>>>>

//! Browser bindings: the exported session object, the page's map adapter,
//! HTTP fetches, downloads and console logging.

mod api;
mod bridge;
mod download;
mod fetch;
pub mod logger;

pub use api::ParcelWorkbench;
pub use bridge::{JsMap, MapBridge};
pub use download::download_text;
pub use fetch::HttpSource;
//! Flat property record shared by local storage, share links and exports.
//!
//! ```json
//! {"id": "..", "nome": "..", "area": "12.34", "tipo": "kml",
//!  "matricula": "", "car": "", "itr": "", "ccir": "", "geometria": ..}
//! ```
//!
//! Records written by older releases carry numbers where text is expected
//! and may omit any field, so every field is read leniently.

use super::property::{Property, PropertyId, PropertyKind};
use crate::geo::{self, GeometryError};
use geojson::Geometry;
use serde::{Deserialize, Deserializer, Serialize};
use serde_json::Value as Json;

/// Name given to records that arrive without one.
pub const UNNAMED_PROPERTY: &str = "Propriedade Sem Nome";

/// How the `geometria` field is written.
#[derive(Debug, Clone, Copy, PartialEq, Eq)]
pub enum GeometryForm {
    /// A GeoJSON geometry object (share links, exports).
    Object,
    /// A JSON-encoded string of the geometry object (local storage).
    EncodedString,
}

/// Serialized form of a property.
#[derive(Debug, Clone, PartialEq, Serialize, Deserialize)]
pub struct PropertyRecord {
    #[serde(default, deserialize_with = "lenient_text")]
    pub id: Option<String>,
    #[serde(default, deserialize_with = "lenient_text")]
    pub nome: Option<String>,
    #[serde(default, deserialize_with = "lenient_text")]
    pub area: Option<String>,
    #[serde(default, deserialize_with = "lenient_text")]
    pub tipo: Option<String>,
    #[serde(default, deserialize_with = "lenient_field")]
    pub matricula: String,
    #[serde(default, deserialize_with = "lenient_field")]
    pub car: String,
    #[serde(default, deserialize_with = "lenient_field")]
    pub itr: String,
    #[serde(default, deserialize_with = "lenient_field")]
    pub ccir: String,
    #[serde(default)]
    pub geometria: Option<Json>,
}

impl PropertyRecord {
    /// Builds the record of a property whose geometry was just encoded.
    pub fn from_property(
        property: &Property,
        geometry: &Geometry,
        form: GeometryForm,
    ) -> Result<Self, serde_json::Error> {
        let geometria = match form {
            GeometryForm::Object => serde_json::to_value(geometry)?,
            GeometryForm::EncodedString => Json::String(serde_json::to_string(geometry)?),
        };
        Ok(Self {
            id: Some(property.id.to_string()),
            nome: Some(property.name.clone()),
            area: Some(property.area.clone()),
            tipo: Some(property.kind.to_string()),
            matricula: property.matricula.clone(),
            car: property.car.clone(),
            itr: property.itr.clone(),
            ccir: property.ccir.clone(),
            geometria: Some(geometria),
        })
    }

    /// Rebuilds a property, filling defaults for missing fields.
    ///
    /// `index` is the record's position in its batch and names records
    /// that arrive without an id. The returned property is not on a map.
    pub fn into_property(
        self,
        index: usize,
        default_kind: PropertyKind,
    ) -> Result<Property, GeometryError> {
        let geometry = match &self.geometria {
            Some(value) => geo::decode_stored(value)?,
            None => return Err(GeometryError::Empty),
        };

        let area = match self.area.as_deref().map(str::trim) {
            Some(text) if text == geo::geometry::AREA_UNAVAILABLE => text.to_string(),
            Some(text) => match text.parse::<f64>() {
                Ok(value) if value.is_finite() => text.to_string(),
                Ok(_) => geo::geometry::AREA_UNAVAILABLE.to_string(),
                Err(_) => geo::format_area(geo::area_hectares(&geometry)),
            },
            None => geo::format_area(geo::area_hectares(&geometry)),
        };

        Ok(Property {
            id: self
                .id
                .filter(|id| !id.is_empty())
                .map(PropertyId::from)
                .unwrap_or_else(|| PropertyId(format!("prop-{}", index))),
            name: self
                .nome
                .filter(|name| !name.trim().is_empty())
                .unwrap_or_else(|| UNNAMED_PROPERTY.to_string()),
            kind: self
                .tipo
                .filter(|tag| !tag.is_empty())
                .map(PropertyKind::from)
                .unwrap_or(default_kind),
            area,
            matricula: self.matricula,
            car: self.car,
            itr: self.itr,
            ccir: self.ccir,
            geometry,
            layer: None,
        })
    }
}

/// Reads text that older writers may have stored as a number or boolean.
fn lenient_text<'de, D>(deserializer: D) -> Result<Option<String>, D::Error>
where
    D: Deserializer<'de>,
{
    Ok(match Json::deserialize(deserializer)? {
        Json::String(s) => Some(s),
        Json::Number(n) => Some(n.to_string()),
        Json::Bool(b) => Some(b.to_string()),
        _ => None,
    })
}

fn lenient_field<'de, D>(deserializer: D) -> Result<String, D::Error>
where
    D: Deserializer<'de>,
{
    lenient_text(deserializer).map(Option::unwrap_or_default)
}
//! Startup reconciliation.
//!
//! Exactly one source fills the collection, tried in priority order:
//!
//! 1. the share token in the URL
//! 2. the producer's remote perimeter file
//! 3. the producer's locally stored collection
//!
//! A source that is absent, fails or yields nothing falls through to the
//! next. Sources are never merged. Running out of sources leaves an empty
//! collection, which is a normal start and not an error.

use crate::geo::MapSurface;
use crate::import;
use crate::model::PropertyCollection;
use crate::settings::WorkbenchSettings;
use crate::share::{ShareLinkManager, UrlParams};
use crate::storage::{KeyValueStore, LocalLoad, PersistenceStore};
use std::fmt;
use std::future::Future;

/// Where the startup collection came from.
#[derive(Debug, Clone, Copy, PartialEq, Eq)]
pub enum SourceKind {
    SharedLink,
    Remote,
    Local,
}

impl fmt::Display for SourceKind {
    fn fmt(&self, f: &mut fmt::Formatter<'_>) -> fmt::Result {
        f.write_str(match self {
            Self::SharedLink => "shared link",
            Self::Remote => "remote file",
            Self::Local => "local storage",
        })
    }
}

/// Errors raised while fetching a remote perimeter file.
#[derive(Debug, Clone, PartialEq, Eq, thiserror::Error)]
pub enum FetchError {
    #[error("{0} not found")]
    NotFound(String),
    #[error("request for {location} failed with status {status}")]
    Status { location: String, status: u16 },
    #[error("network error: {0}")]
    Network(String),
}

/// Fetches a producer's perimeter file.
pub trait RemoteSource {
    fn fetch(&self, location: &str) -> impl Future<Output = Result<Vec<u8>, FetchError>>;
}

/// Reads remote perimeter files from a local directory.
#[cfg(not(target_arch = "wasm32"))]
#[derive(Debug, Clone)]
pub struct DirectorySource {
    root: std::path::PathBuf,
}

#[cfg(not(target_arch = "wasm32"))]
impl DirectorySource {
    pub fn new(root: impl Into<std::path::PathBuf>) -> Self {
        Self { root: root.into() }
    }
}

#[cfg(not(target_arch = "wasm32"))]
impl RemoteSource for DirectorySource {
    async fn fetch(&self, location: &str) -> Result<Vec<u8>, FetchError> {
        let path = self.root.join(location);
        match std::fs::read(&path) {
            Ok(bytes) => Ok(bytes),
            Err(e) if e.kind() == std::io::ErrorKind::NotFound => {
                Err(FetchError::NotFound(path.display().to_string()))
            }
            Err(e) => Err(FetchError::Network(e.to_string())),
        }
    }
}

/// Why a source did not supply the collection.
#[derive(Debug, Clone, PartialEq, Eq)]
pub struct SourceAttempt {
    pub source: SourceKind,
    pub reason: String,
}

/// Result of startup reconciliation.
#[derive(Debug, Clone, PartialEq, Eq)]
pub struct LoadOutcome {
    /// Source used, `None` when every source was empty or failed.
    pub source: Option<SourceKind>,
    pub loaded: usize,
    pub skipped: usize,
    /// Sources tried before the one used, with the reason each fell through.
    pub attempts: Vec<SourceAttempt>,
}

impl LoadOutcome {
    fn fell_through(&mut self, source: SourceKind, reason: impl fmt::Display) {
        log::info!("Not loading from {}: {}", source, reason);
        self.attempts.push(SourceAttempt {
            source,
            reason: reason.to_string(),
        });
    }
}

/// Collaborators the startup load reads from.
pub struct Reconciler<'a, S, R> {
    pub settings: &'a WorkbenchSettings,
    pub share: &'a ShareLinkManager,
    pub store: &'a PersistenceStore<S>,
    /// `None` disables the remote source.
    pub remote: Option<&'a R>,
}

impl<S: KeyValueStore, R: RemoteSource> Reconciler<'_, S, R> {
    /// Fills `collection` from the first source that yields properties.
    ///
    /// The remote file is only looked up when the URL names a producer.
    /// Nothing here publishes to the URL or writes to storage.
    pub async fn run<M: MapSurface>(
        &self,
        params: &UrlParams,
        collection: &mut PropertyCollection,
        map: &mut M,
    ) -> LoadOutcome {
        let mut outcome = LoadOutcome {
            source: None,
            loaded: 0,
            skipped: 0,
            attempts: Vec::new(),
        };

        match self
            .share
            .consume(params.data.as_deref(), collection, map)
        {
            Ok(report) => {
                outcome.source = Some(SourceKind::SharedLink);
                outcome.loaded = report.loaded;
                outcome.skipped = report.skipped;
                return outcome;
            }
            Err(e) => outcome.fell_through(SourceKind::SharedLink, e),
        }

        match (params.producer.as_deref(), self.remote) {
            (Some(producer), Some(remote)) => match self.settings.remote_location(producer) {
                None => outcome.fell_through(SourceKind::Remote, "producer id is not a valid file name"),
                Some(location) => match self.load_remote(remote, &location, collection, map).await {
                    Ok((loaded, skipped)) => {
                        outcome.source = Some(SourceKind::Remote);
                        outcome.loaded = loaded;
                        outcome.skipped = skipped;
                        return outcome;
                    }
                    Err(reason) => outcome.fell_through(SourceKind::Remote, reason),
                }
            }
            (None, _) => outcome.fell_through(SourceKind::Remote, "no producer in the URL"),
            (Some(_), None) => outcome.fell_through(SourceKind::Remote, "remote files disabled"),
        }

        match self.store.load() {
            LocalLoad::Loaded {
                properties,
                skipped,
            } => {
                let report = collection.install(properties, map);
                if report.installed > 0 {
                    if let Some(bounds) = collection.bounds() {
                        map.fit_bounds(bounds);
                    }
                    outcome.source = Some(SourceKind::Local);
                    outcome.loaded = report.installed;
                    outcome.skipped = skipped + report.rejected;
                    return outcome;
                }
                outcome.fell_through(SourceKind::Local, "no valid stored properties");
            }
            LocalLoad::Empty => outcome.fell_through(SourceKind::Local, "nothing stored"),
            LocalLoad::Unavailable(e) | LocalLoad::Corrupt(e) => {
                outcome.fell_through(SourceKind::Local, e)
            }
        }

        log::info!("Starting with an empty collection");
        outcome
    }

    async fn load_remote<M: MapSurface>(
        &self,
        remote: &R,
        location: &str,
        collection: &mut PropertyCollection,
        map: &mut M,
    ) -> Result<(usize, usize), String> {
        let bytes = remote.fetch(location).await.map_err(|e| e.to_string())?;
        let properties = import::parse_file(location, &bytes).map_err(|e| e.to_string())?;
        let report = collection.install(properties, map);
        if report.installed == 0 {
            return Err(format!("{} holds no usable properties", location));
        }
        if let Some(bounds) = collection.bounds() {
            map.fit_bounds(bounds);
        }
        log::info!("Loaded {} properties from {}", report.installed, location);
        Ok((report.installed, report.rejected))
    }
}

<<<<

THE PROBLEM —
Within the material, how many lines hold "yields"? Say only the number.

RESULT —
2